I wholeheartedly agree with your statement. I do not know if this will happen, but my happy vision of what a pharmacy looks like is a pharmacy that schedules appointments for patients based on when they will pick-up their medications. An initial appointment can be scheduled separately if needed, but a follow-up appointment can be set in 3-6 months depending on the disease state and complications. During that time, the patient can pickup their medications as normal and ask questions if there are any and go on their way.
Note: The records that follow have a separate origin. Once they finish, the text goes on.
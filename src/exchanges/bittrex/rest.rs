use crate::core::errors::ExchangeError;
use crate::core::kernel::RestClient;
use crate::exchanges::bittrex::types::{
    ApiEnvelope, BittrexAddress, BittrexBalance, BittrexDeposit, BittrexHistoricalOrder,
    BittrexMarket, BittrexMarketSummary, BittrexOpenOrder, BittrexOrder, BittrexOrderBook,
    BittrexTicker, BittrexTrade, BittrexUuid, BittrexWithdrawal,
};
use rust_decimal::Decimal;

/// The venue caps trade history at the last 200 trades.
pub const MAX_HISTORY_DEPTH: u32 = 200;

/// The venue caps order book queries at 50 levels per side.
pub const MAX_ORDER_BOOK_DEPTH: u32 = 50;

/// Thin typed wrapper around `RestClient` for the Bittrex v1.1 API.
///
/// Every call checks the response envelope before surfacing `result`; market
/// names are expected in the venue's own `base-quote` form (callers go
/// through the pair formatter first).
pub struct BittrexRestClient<R: RestClient> {
    client: R,
}

impl<R: RestClient> BittrexRestClient<R> {
    pub fn new(client: R) -> Self {
        Self { client }
    }

    /// Get all supported markets
    pub async fn get_markets(&self) -> Result<Vec<BittrexMarket>, ExchangeError> {
        let envelope: ApiEnvelope<Vec<BittrexMarket>> =
            self.client.get_json("/public/getmarkets", &[], false).await?;
        envelope.into_result()
    }

    /// Get summaries of all active markets
    pub async fn get_market_summaries(&self) -> Result<Vec<BittrexMarketSummary>, ExchangeError> {
        let envelope: ApiEnvelope<Vec<BittrexMarketSummary>> = self
            .client
            .get_json("/public/getmarketsummaries", &[], false)
            .await?;
        envelope.into_result()
    }

    /// Get the current ticker for a market
    pub async fn get_ticker(&self, market: &str) -> Result<BittrexTicker, ExchangeError> {
        let envelope: ApiEnvelope<BittrexTicker> = self
            .client
            .get_json("/public/getticker", &[("market", market)], false)
            .await?;
        envelope.into_result()
    }

    /// Get the last `depth` trades for a market
    pub async fn get_market_history(
        &self,
        market: &str,
        depth: u32,
    ) -> Result<Vec<BittrexTrade>, ExchangeError> {
        if depth > MAX_HISTORY_DEPTH {
            return Err(ExchangeError::InvalidParameters(format!(
                "Bittrex API allows maximum history of last {} trades, requested {}",
                MAX_HISTORY_DEPTH, depth
            )));
        }

        let envelope: ApiEnvelope<Vec<BittrexTrade>> = self
            .client
            .get_json("/public/getmarkethistory", &[("market", market)], false)
            .await?;

        let mut trades = envelope.into_result()?;
        let skip = trades.len().saturating_sub(depth as usize);
        Ok(trades.split_off(skip))
    }

    /// Get both sides of the order book for a market
    pub async fn get_order_book(
        &self,
        market: &str,
        depth: u32,
    ) -> Result<BittrexOrderBook, ExchangeError> {
        if depth > MAX_ORDER_BOOK_DEPTH {
            return Err(ExchangeError::InvalidParameters(format!(
                "Bittrex API allows maximum depth of last {} offers, requested {}",
                MAX_ORDER_BOOK_DEPTH, depth
            )));
        }

        let depth = depth.to_string();
        let params = [("market", market), ("type", "both"), ("depth", &depth)];
        let envelope: ApiEnvelope<BittrexOrderBook> = self
            .client
            .get_json("/public/getorderbook", &params, false)
            .await?;
        envelope.into_result()
    }

    /// Get basic 24h statistics for one market
    pub async fn get_market_summary(
        &self,
        market: &str,
    ) -> Result<BittrexMarketSummary, ExchangeError> {
        let envelope: ApiEnvelope<Vec<BittrexMarketSummary>> = self
            .client
            .get_json("/public/getmarketsummary", &[("market", market)], false)
            .await?;

        // The venue wraps the single summary in a one-element array.
        envelope.into_result()?.into_iter().next().ok_or_else(|| {
            ExchangeError::DeserializationError(format!(
                "Empty market summary for '{}'",
                market
            ))
        })
    }

    /// Place a limit buy order (requires authentication)
    pub async fn buy_limit(
        &self,
        market: &str,
        rate: Decimal,
        amount: Decimal,
    ) -> Result<BittrexUuid, ExchangeError> {
        let rate = rate.to_string();
        let amount = amount.to_string();
        let params = [("market", market), ("quantity", &amount), ("rate", &rate)];
        let envelope: ApiEnvelope<BittrexUuid> = self
            .client
            .get_json("/market/buylimit", &params, true)
            .await?;
        envelope.into_result()
    }

    /// Place a limit sell order (requires authentication)
    pub async fn sell_limit(
        &self,
        market: &str,
        rate: Decimal,
        amount: Decimal,
    ) -> Result<BittrexUuid, ExchangeError> {
        let rate = rate.to_string();
        let amount = amount.to_string();
        let params = [("market", market), ("quantity", &amount), ("rate", &rate)];
        let envelope: ApiEnvelope<BittrexUuid> = self
            .client
            .get_json("/market/selllimit", &params, true)
            .await?;
        envelope.into_result()
    }

    /// Cancel an order by uuid (requires authentication)
    pub async fn cancel(&self, order_id: &str) -> Result<(), ExchangeError> {
        let envelope: ApiEnvelope<Option<serde_json::Value>> = self
            .client
            .get_json("/market/cancel", &[("uuid", order_id)], true)
            .await?;
        envelope.ok()
    }

    /// Get open orders, for one market or all of them (requires authentication)
    pub async fn get_open_orders(
        &self,
        market: Option<&str>,
    ) -> Result<Vec<BittrexOpenOrder>, ExchangeError> {
        let params: Vec<(&str, &str)> = match market {
            Some(market) => vec![("market", market)],
            None => Vec::new(),
        };

        let envelope: ApiEnvelope<Vec<BittrexOpenOrder>> = self
            .client
            .get_json("/market/getopenorders", &params, true)
            .await?;
        envelope.into_result()
    }

    /// Get all account balances (requires authentication)
    pub async fn get_balances(&self) -> Result<Vec<BittrexBalance>, ExchangeError> {
        let envelope: ApiEnvelope<Vec<BittrexBalance>> = self
            .client
            .get_json("/account/getbalances", &[], true)
            .await?;
        envelope.into_result()
    }

    /// Retrieve or generate a deposit address (requires authentication).
    /// A freshly requested address may not exist yet; the venue then fails
    /// the envelope and a second call returns the generated address.
    pub async fn get_deposit_address(
        &self,
        currency: &str,
    ) -> Result<BittrexAddress, ExchangeError> {
        let envelope: ApiEnvelope<BittrexAddress> = self
            .client
            .get_json("/account/getdepositaddress", &[("currency", currency)], true)
            .await?;
        envelope.into_result()
    }

    /// Withdraw funds (requires authentication)
    pub async fn withdraw(
        &self,
        currency: &str,
        amount: Decimal,
        address: &str,
    ) -> Result<BittrexUuid, ExchangeError> {
        let amount = amount.to_string();
        let params = [
            ("currency", currency),
            ("quantity", amount.as_str()),
            ("address", address),
        ];
        let envelope: ApiEnvelope<BittrexUuid> = self
            .client
            .get_json("/account/withdraw", &params, true)
            .await?;
        envelope.into_result()
    }

    /// Look up a single order by uuid (requires authentication)
    pub async fn get_order(&self, order_id: &str) -> Result<BittrexOrder, ExchangeError> {
        let envelope: ApiEnvelope<BittrexOrder> = self
            .client
            .get_json("/account/getorder", &[("uuid", order_id)], true)
            .await?;
        envelope.into_result()
    }

    /// Get order history (requires authentication)
    pub async fn get_order_history(&self) -> Result<Vec<BittrexHistoricalOrder>, ExchangeError> {
        let envelope: ApiEnvelope<Vec<BittrexHistoricalOrder>> = self
            .client
            .get_json("/account/getorderhistory", &[], true)
            .await?;
        envelope.into_result()
    }

    /// Get withdrawal history (requires authentication)
    pub async fn get_withdrawal_history(
        &self,
        currency: Option<&str>,
    ) -> Result<Vec<BittrexWithdrawal>, ExchangeError> {
        let params: Vec<(&str, &str)> = match currency {
            Some(currency) => vec![("currency", currency)],
            None => Vec::new(),
        };

        let envelope: ApiEnvelope<Vec<BittrexWithdrawal>> = self
            .client
            .get_json("/account/getwithdrawalhistory", &params, true)
            .await?;
        envelope.into_result()
    }

    /// Get deposit history (requires authentication)
    pub async fn get_deposit_history(
        &self,
        currency: Option<&str>,
    ) -> Result<Vec<BittrexDeposit>, ExchangeError> {
        let params: Vec<(&str, &str)> = match currency {
            Some(currency) => vec![("currency", currency)],
            None => Vec::new(),
        };

        let envelope: ApiEnvelope<Vec<BittrexDeposit>> = self
            .client
            .get_json("/account/getdeposithistory", &params, true)
            .await?;
        envelope.into_result()
    }
}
After the allotted time, the pharmacy staff gives the patient a call 1 week before or so and reminds the patient of their follow-up appointment with the pharmacist and that when they pick-up their prescriptions they’ll have a more in-depth one-on-one talk to follow-up on previous goals and knowledge base. Obviously if a patient has new medications or a major change in their health, an appointment can be made sooner. In fact this may seem like more of a doctor’s office schedule than a pharmacy, but I believe (and I hope) that this could be and should be the wave of the future for pharmacies, whether retail or independent. Outcomes based counseling and patient direction is the natural evolution of such a pharmacy where appointments are set, kept and then recorded in a patient database similar to what physicians keep. This is my dream . . . and I plan on making it happen!!